在自然界中，細胞必須針對瞬息萬變的外在壓力做出快速並且適當的反應。當細胞遭遇環境壓力，例如滲透壓改變、養份缺乏、氧化壓力或是遺傳物質損害……等等的挑戰，細胞週期會停頓在G1時期，讓細胞適應並且排除壓力。細胞週期中G1到S期的轉換大部份是靠G1週期素和Cdc28週期素依賴性蛋白激酶複合體的活性來調控。G1週期素中的Cln1和Cln2對於細胞週期的啟動提供了特殊的貢獻，而Cln3則是作用在CLN1和CLN2時間點上的表現和其他在G1時期表現的基因。之前的研究顯示出Ypl014w (我們命名為Sic2)是Cdc28/G1週期素複合體的其中一員。然而，這個基因是如何在細胞週期中被調控以及是否影響週期素依賴性蛋白激酶素–G1週期素複合體的活性仍然是未知的。在本篇論文中，我們發現SIC2在細胞遭遇逆境時表現。其在逆境與細胞週期之調控分別由轉錄因子Mns2/4與Mcm1負責。當Sic2大量表現時，細胞週期大規模地停滯在G1時期。利用共同免疫沉澱法證實了Sic2和G1週期素是會互相結合的。此外，Sic2對於滲透壓力造成的暫時性G1週期停頓有重要的貢獻，其功能在此逆境情況下與Sic1有重複性。本篇論文證明Sic2可能是週期素依賴性蛋白激酶的抑制物，且在細胞遭受逆境時調控細胞週期的進行。
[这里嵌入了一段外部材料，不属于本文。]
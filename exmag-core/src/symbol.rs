//! Read-only text rendering of magnitudes.
//!
//! Produces the compact symbol a magnitude contributes to a derived unit
//! symbol: integer ratios as `3/4`, large powers of ten in scientific form
//! (`10³`), named constants by their symbol (`π²`), and mixed denominators
//! with negative exponents (`2⁻¹ π⁻¹`). Both a Unicode and a plain ASCII
//! character set are supported.

use alloc::string::{String, ToString};
use alloc::vec::Vec;
use core::fmt;
use core::fmt::Write;

use crate::base::Base;
use crate::magnitude::Magnitude;
use crate::ratio::Ratio;

/// Character set used when rendering a magnitude symbol.
#[derive(Clone, Copy, Debug, Default, PartialEq, Eq)]
pub enum CharSet {
    /// Superscript exponents, `π`, `×` separators.
    #[default]
    Unicode,
    /// Caret exponents, `pi`, `x` separators.
    Ascii,
}

/// Renders the symbol of a magnitude.
///
/// The identity magnitude renders as the empty string: it contributes
/// nothing to a unit symbol. Powers of ten of three or more are split off
/// into scientific notation.
///
/// ```rust
/// use exmag_core::{magnitude_symbol, CharSet, Magnitude};
///
/// let m = Magnitude::from_integer(1000)?;
/// assert_eq!(magnitude_symbol(&m, CharSet::Unicode), "10³");
/// assert_eq!(magnitude_symbol(&m, CharSet::Ascii), "10^3");
/// # Ok::<(), exmag_core::MagnitudeError>(())
/// ```
#[must_use]
pub fn magnitude_symbol(m: &Magnitude, cs: CharSet) -> String {
    if m.is_one() {
        return String::new();
    }

    let exp10 = m.extract_power_of_10();
    let (residual, exp10) = if exp10.abs() >= 3 {
        (m / &Magnitude::power_of_ten(exp10), exp10)
    } else {
        (m.clone(), 0)
    };

    let parts = split(&residual, cs);
    let mut out = render_parts(&parts, cs);

    if exp10 != 0 {
        if out == "1" {
            out.clear();
        }
        let ten = match cs {
            CharSet::Unicode => alloc::format!("10{}", superscript(exp10)),
            CharSet::Ascii => alloc::format!("10^{exp10}"),
        };
        if out.is_empty() || out == "-" {
            out.push_str(&ten);
        } else {
            match cs {
                CharSet::Unicode => {
                    out.push_str(" × ");
                }
                CharSet::Ascii => {
                    out.push_str(" x ");
                }
            }
            out.push_str(&ten);
        }
    }
    out
}

impl fmt::Display for Magnitude {
    fn fmt(&self, f: &mut fmt::Formatter<'_>) -> fmt::Result {
        if self.is_one() {
            f.write_str("1")
        } else {
            f.write_str(&magnitude_symbol(self, CharSet::Unicode))
        }
    }
}

// One renderable token of the residual magnitude: a base's text and its
// exponent.
struct Token {
    text: String,
    exponent: Ratio,
}

struct Parts {
    negative: bool,
    /// Integer value assembled from positive whole prime powers.
    num_value: i128,
    /// Integer value assembled from negative whole prime powers.
    den_value: i128,
    /// Constants and fractional prime powers, positive exponents.
    num_tokens: Vec<Token>,
    /// Constants and fractional prime powers, negative exponents (stored
    /// with their negative exponent).
    den_tokens: Vec<Token>,
}

fn split(m: &Magnitude, cs: CharSet) -> Parts {
    let mut parts = Parts {
        negative: false,
        num_value: 1,
        den_value: 1,
        num_tokens: Vec::new(),
        den_tokens: Vec::new(),
    };
    for f in m.factors() {
        match f.base {
            Base::Sentinel => parts.negative = true,
            Base::Prime(p) if f.exponent.is_integral() => {
                let e = f.exponent.numerator().unsigned_abs();
                let value = pow_i128(i128::from(p), e);
                let slot = if f.exponent.is_negative() {
                    &mut parts.den_value
                } else {
                    &mut parts.num_value
                };
                match value.and_then(|v| slot.checked_mul(v)) {
                    Some(v) => *slot = v,
                    // Too large for a plain integer; keep the power form.
                    None => push_token(&mut parts, p.to_string(), f.exponent),
                }
            }
            Base::Prime(p) => push_token(&mut parts, p.to_string(), f.exponent),
            Base::Constant(c) => {
                let text = match cs {
                    CharSet::Unicode => c.symbol(),
                    CharSet::Ascii => c.ascii(),
                };
                push_token(&mut parts, String::from(text), f.exponent);
            }
        }
    }
    parts
}

fn push_token(parts: &mut Parts, text: String, exponent: Ratio) {
    let list = if exponent.is_negative() {
        &mut parts.den_tokens
    } else {
        &mut parts.num_tokens
    };
    list.push(Token { text, exponent });
}

fn pow_i128(base: i128, exp: u64) -> Option<i128> {
    let exp = u32::try_from(exp).ok()?;
    base.checked_pow(exp)
}

fn render_parts(parts: &Parts, cs: CharSet) -> String {
    let mut num = Vec::new();
    if parts.num_value != 1 || (parts.num_tokens.is_empty() && parts.den_value == 1) {
        num.push(parts.num_value.to_string());
    }
    for t in &parts.num_tokens {
        num.push(with_exponent(&t.text, t.exponent, cs));
    }

    let mut out = String::new();
    if parts.negative {
        out.push('-');
    }

    let den_piece_count =
        usize::from(parts.den_value != 1) + parts.den_tokens.len();

    if den_piece_count == 0 {
        if num.is_empty() || (num.len() == 1 && num[0] == "1") {
            // Only the sign (or nothing) remains; `-1` renders as `-`.
            if !parts.negative {
                out.push('1');
            }
        } else {
            out.push_str(&num.join(" "));
        }
        return out;
    }

    // A single denominator piece under a bare numerator reads best as a
    // fraction; anything richer switches to negative exponents.
    let simple_fraction = den_piece_count == 1
        && num.len() <= 1
        && parts
            .den_tokens
            .first()
            .map_or(true, |t| t.exponent == -Ratio::ONE);
    if simple_fraction {
        if num.is_empty() {
            out.push('1');
        } else {
            out.push_str(&num.join(" "));
        }
        out.push('/');
        if parts.den_value != 1 {
            out.push_str(&parts.den_value.to_string());
        } else if let Some(t) = parts.den_tokens.first() {
            out.push_str(&t.text);
        }
        return out;
    }

    let mut pieces = num;
    if parts.den_value != 1 {
        pieces.push(with_exponent(
            &parts.den_value.to_string(),
            -Ratio::ONE,
            cs,
        ));
    }
    for t in &parts.den_tokens {
        pieces.push(with_exponent(&t.text, t.exponent, cs));
    }
    out.push_str(&pieces.join(" "));
    out
}

fn with_exponent(text: &str, exponent: Ratio, cs: CharSet) -> String {
    if exponent.is_one() {
        return String::from(text);
    }
    let mut out = String::from(text);
    if exponent.is_integral() {
        match cs {
            CharSet::Unicode => out.push_str(&superscript(exponent.numerator())),
            CharSet::Ascii => {
                let _ = write!(out, "^{}", exponent.numerator());
            }
        }
    } else {
        // Fractional powers have no superscript form; fall back to an
        // explicit parenthesised exponent.
        let _ = write!(out, "^({exponent})");
    }
    out
}

fn superscript(n: i64) -> String {
    const DIGITS: [char; 10] = ['⁰', '¹', '²', '³', '⁴', '⁵', '⁶', '⁷', '⁸', '⁹'];
    let mut out = String::new();
    if n < 0 {
        out.push('⁻');
    }
    let mut digits = Vec::new();
    let mut rest = n.unsigned_abs();
    loop {
        digits.push(DIGITS[(rest % 10) as usize]);
        rest /= 10;
        if rest == 0 {
            break;
        }
    }
    out.extend(digits.into_iter().rev());
    out
}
In wild life, cells need quick and proper response for adapting to numerous environmental changes. When cells encounter stresses such as osmostress, heat stress, nutrient depletion, oxidative stress, and DNA damage, cells arrest at G1 stage to provide proper adaptation and overcome stress challenge. The G1-S transition in the cell cycle is mainly regulated by the activity of the Cdc28/G1 cyclin-dependent protein kinase complex. Among G1 cyclins, Cln1 and Cln2 appear to make a specific contribution to the initiation of the cell cycle, while Cln3 functions for the timely expression of CLN1, CLN2 and other G1-specific genes. Previous results suggest that Sic2 is a component of the Cdc28/G1 cyclin complex. However, it is still elusive how this gene is cell cycle-regulated and whether it affects the activity of the Cdk/G1 cyclin complex. Here we show that SIC2 is expressed when cells encounter stresses. Its stress- and cell cycle-mediated expression are driven by the transcriptional factors Msn2/4 and Mcm1, respectively. When Sic2 is overexpressed, cell cycle arrest at G1 stage. Co-immunoprecipitation demonstrates the interactions between Sic2 and G1 cyclins. Moreover, Sic2 plays a role in osmostress induced G1 arrest, and it is redundant to Sic1 under such condition. Consequently, Sic2 may act as a CDK inhibitor to modulate cell cycle progression when cells encounter general stresses.